Stored items from a collection:
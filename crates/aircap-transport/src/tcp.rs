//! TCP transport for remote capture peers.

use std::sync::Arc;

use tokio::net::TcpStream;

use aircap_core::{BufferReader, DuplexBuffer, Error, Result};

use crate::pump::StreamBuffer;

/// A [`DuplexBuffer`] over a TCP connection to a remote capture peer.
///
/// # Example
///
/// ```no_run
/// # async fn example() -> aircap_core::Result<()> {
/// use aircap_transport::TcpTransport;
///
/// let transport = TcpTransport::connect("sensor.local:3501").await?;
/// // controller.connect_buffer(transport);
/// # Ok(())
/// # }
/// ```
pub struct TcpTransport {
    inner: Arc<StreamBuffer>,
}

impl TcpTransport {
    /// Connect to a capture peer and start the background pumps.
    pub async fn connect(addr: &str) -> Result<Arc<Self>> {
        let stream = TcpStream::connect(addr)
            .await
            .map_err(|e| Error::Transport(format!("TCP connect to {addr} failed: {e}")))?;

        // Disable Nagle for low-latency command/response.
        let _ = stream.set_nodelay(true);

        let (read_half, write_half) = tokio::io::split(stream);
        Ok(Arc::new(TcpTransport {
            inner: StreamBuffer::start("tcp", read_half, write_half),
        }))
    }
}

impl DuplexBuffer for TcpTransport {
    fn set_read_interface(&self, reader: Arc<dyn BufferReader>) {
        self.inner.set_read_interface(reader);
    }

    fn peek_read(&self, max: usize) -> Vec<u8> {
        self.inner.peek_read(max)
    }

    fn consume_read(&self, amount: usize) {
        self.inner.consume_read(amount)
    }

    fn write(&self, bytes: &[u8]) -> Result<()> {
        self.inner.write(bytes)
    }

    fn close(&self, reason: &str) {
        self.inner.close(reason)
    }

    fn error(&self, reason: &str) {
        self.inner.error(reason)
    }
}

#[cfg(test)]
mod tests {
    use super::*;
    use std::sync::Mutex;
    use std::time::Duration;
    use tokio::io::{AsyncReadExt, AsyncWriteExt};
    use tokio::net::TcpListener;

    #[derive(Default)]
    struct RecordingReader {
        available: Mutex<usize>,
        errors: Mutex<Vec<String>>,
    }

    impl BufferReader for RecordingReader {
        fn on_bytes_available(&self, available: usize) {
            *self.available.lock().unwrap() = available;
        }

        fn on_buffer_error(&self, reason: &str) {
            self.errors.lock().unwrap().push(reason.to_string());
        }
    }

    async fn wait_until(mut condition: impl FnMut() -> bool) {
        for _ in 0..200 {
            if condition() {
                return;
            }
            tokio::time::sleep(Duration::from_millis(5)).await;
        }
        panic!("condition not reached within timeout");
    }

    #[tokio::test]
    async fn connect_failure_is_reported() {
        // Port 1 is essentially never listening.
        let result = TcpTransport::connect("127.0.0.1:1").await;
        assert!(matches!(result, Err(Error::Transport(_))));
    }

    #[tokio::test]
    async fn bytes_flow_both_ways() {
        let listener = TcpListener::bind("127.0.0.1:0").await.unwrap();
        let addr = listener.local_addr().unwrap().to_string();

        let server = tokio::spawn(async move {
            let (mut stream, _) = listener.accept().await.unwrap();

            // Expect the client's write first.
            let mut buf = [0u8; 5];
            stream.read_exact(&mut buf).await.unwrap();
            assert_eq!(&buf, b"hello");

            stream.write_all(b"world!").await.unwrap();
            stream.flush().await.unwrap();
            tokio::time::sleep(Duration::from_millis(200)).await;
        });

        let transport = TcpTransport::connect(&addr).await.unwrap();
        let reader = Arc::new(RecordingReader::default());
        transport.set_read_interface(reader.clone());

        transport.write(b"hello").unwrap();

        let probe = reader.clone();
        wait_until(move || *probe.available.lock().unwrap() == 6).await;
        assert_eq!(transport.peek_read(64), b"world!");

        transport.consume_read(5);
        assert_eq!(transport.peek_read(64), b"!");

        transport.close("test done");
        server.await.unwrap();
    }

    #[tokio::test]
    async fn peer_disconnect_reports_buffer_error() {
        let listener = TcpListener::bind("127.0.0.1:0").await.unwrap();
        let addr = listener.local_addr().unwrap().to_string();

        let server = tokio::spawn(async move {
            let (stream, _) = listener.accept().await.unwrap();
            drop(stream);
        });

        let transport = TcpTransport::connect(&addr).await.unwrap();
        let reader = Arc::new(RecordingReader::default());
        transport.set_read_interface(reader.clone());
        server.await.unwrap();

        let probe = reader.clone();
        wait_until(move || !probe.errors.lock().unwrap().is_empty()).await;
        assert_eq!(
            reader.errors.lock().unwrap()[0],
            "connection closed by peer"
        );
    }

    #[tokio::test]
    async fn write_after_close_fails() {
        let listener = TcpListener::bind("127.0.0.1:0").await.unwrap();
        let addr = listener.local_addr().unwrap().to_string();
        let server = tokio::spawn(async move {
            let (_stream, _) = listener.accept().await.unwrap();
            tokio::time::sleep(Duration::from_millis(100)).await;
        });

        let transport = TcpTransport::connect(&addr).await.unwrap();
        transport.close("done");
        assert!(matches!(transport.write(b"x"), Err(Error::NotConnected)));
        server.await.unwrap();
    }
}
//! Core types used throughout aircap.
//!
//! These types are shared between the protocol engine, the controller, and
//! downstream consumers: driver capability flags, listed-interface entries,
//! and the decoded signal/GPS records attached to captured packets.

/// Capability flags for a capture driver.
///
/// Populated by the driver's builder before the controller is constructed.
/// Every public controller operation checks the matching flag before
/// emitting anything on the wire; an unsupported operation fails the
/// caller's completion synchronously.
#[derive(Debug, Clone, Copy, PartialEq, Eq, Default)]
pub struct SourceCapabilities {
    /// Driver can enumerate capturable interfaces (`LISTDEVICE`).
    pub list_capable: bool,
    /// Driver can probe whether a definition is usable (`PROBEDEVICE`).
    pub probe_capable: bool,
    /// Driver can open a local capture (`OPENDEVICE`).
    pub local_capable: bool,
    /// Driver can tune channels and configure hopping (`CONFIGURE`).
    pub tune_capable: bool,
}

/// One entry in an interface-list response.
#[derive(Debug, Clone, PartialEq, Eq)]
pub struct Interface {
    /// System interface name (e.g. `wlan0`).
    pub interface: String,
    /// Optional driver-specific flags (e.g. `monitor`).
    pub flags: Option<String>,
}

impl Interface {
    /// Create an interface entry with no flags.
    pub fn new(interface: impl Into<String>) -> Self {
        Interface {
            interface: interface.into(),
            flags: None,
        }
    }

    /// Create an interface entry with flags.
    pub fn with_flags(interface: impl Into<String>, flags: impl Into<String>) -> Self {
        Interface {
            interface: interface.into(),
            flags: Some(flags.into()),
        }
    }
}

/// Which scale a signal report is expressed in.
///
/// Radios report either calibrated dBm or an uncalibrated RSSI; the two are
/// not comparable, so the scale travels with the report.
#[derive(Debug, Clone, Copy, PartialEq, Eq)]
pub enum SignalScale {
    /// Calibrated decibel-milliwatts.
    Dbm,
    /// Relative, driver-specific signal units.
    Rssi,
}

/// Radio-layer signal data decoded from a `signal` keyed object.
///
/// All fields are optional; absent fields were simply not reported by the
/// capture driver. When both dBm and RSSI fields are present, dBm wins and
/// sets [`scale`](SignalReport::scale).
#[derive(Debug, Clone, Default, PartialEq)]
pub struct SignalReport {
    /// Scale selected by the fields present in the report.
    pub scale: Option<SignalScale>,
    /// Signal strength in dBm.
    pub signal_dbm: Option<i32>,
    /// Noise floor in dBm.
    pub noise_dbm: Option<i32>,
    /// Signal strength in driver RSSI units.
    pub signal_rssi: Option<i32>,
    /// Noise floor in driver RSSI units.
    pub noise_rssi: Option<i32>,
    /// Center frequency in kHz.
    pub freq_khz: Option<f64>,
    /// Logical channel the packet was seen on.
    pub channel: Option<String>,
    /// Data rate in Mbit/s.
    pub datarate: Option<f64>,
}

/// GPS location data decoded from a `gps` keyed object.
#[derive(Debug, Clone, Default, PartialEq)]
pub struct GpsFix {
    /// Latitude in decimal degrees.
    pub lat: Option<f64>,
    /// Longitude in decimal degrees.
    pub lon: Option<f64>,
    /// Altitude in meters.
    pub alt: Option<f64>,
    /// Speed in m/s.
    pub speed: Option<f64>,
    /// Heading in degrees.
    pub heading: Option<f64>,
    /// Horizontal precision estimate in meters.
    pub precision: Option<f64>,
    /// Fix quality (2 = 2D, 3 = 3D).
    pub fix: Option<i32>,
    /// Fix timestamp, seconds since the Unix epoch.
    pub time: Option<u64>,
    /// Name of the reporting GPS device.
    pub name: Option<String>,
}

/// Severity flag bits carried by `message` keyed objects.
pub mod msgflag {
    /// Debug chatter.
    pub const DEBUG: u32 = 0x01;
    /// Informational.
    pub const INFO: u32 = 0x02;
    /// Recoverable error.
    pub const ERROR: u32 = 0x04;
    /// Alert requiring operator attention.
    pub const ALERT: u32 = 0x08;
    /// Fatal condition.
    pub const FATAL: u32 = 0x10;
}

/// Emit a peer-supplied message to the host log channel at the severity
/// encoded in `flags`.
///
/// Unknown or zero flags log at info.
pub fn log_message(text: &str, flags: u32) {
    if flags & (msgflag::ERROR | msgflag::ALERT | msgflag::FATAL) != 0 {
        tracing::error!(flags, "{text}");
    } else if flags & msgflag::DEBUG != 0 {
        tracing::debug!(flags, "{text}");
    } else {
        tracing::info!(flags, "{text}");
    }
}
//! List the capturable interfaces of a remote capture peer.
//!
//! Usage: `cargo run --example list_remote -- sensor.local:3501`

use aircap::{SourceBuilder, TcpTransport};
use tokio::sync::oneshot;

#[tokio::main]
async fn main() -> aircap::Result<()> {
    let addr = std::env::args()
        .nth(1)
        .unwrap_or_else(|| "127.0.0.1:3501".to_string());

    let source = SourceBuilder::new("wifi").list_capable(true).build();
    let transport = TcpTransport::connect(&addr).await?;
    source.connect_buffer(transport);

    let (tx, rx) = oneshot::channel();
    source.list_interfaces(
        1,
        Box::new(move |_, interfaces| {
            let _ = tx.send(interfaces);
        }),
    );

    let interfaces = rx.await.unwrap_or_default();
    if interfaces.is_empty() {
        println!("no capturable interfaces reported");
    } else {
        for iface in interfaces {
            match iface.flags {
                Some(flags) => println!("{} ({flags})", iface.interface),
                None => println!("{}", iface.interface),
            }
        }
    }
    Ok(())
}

What the task requires:
From the entries above, return each line with the word "types" in it.

Finished task:
//! Core types used throughout aircap.
//! These types are shared between the protocol engine, the controller, and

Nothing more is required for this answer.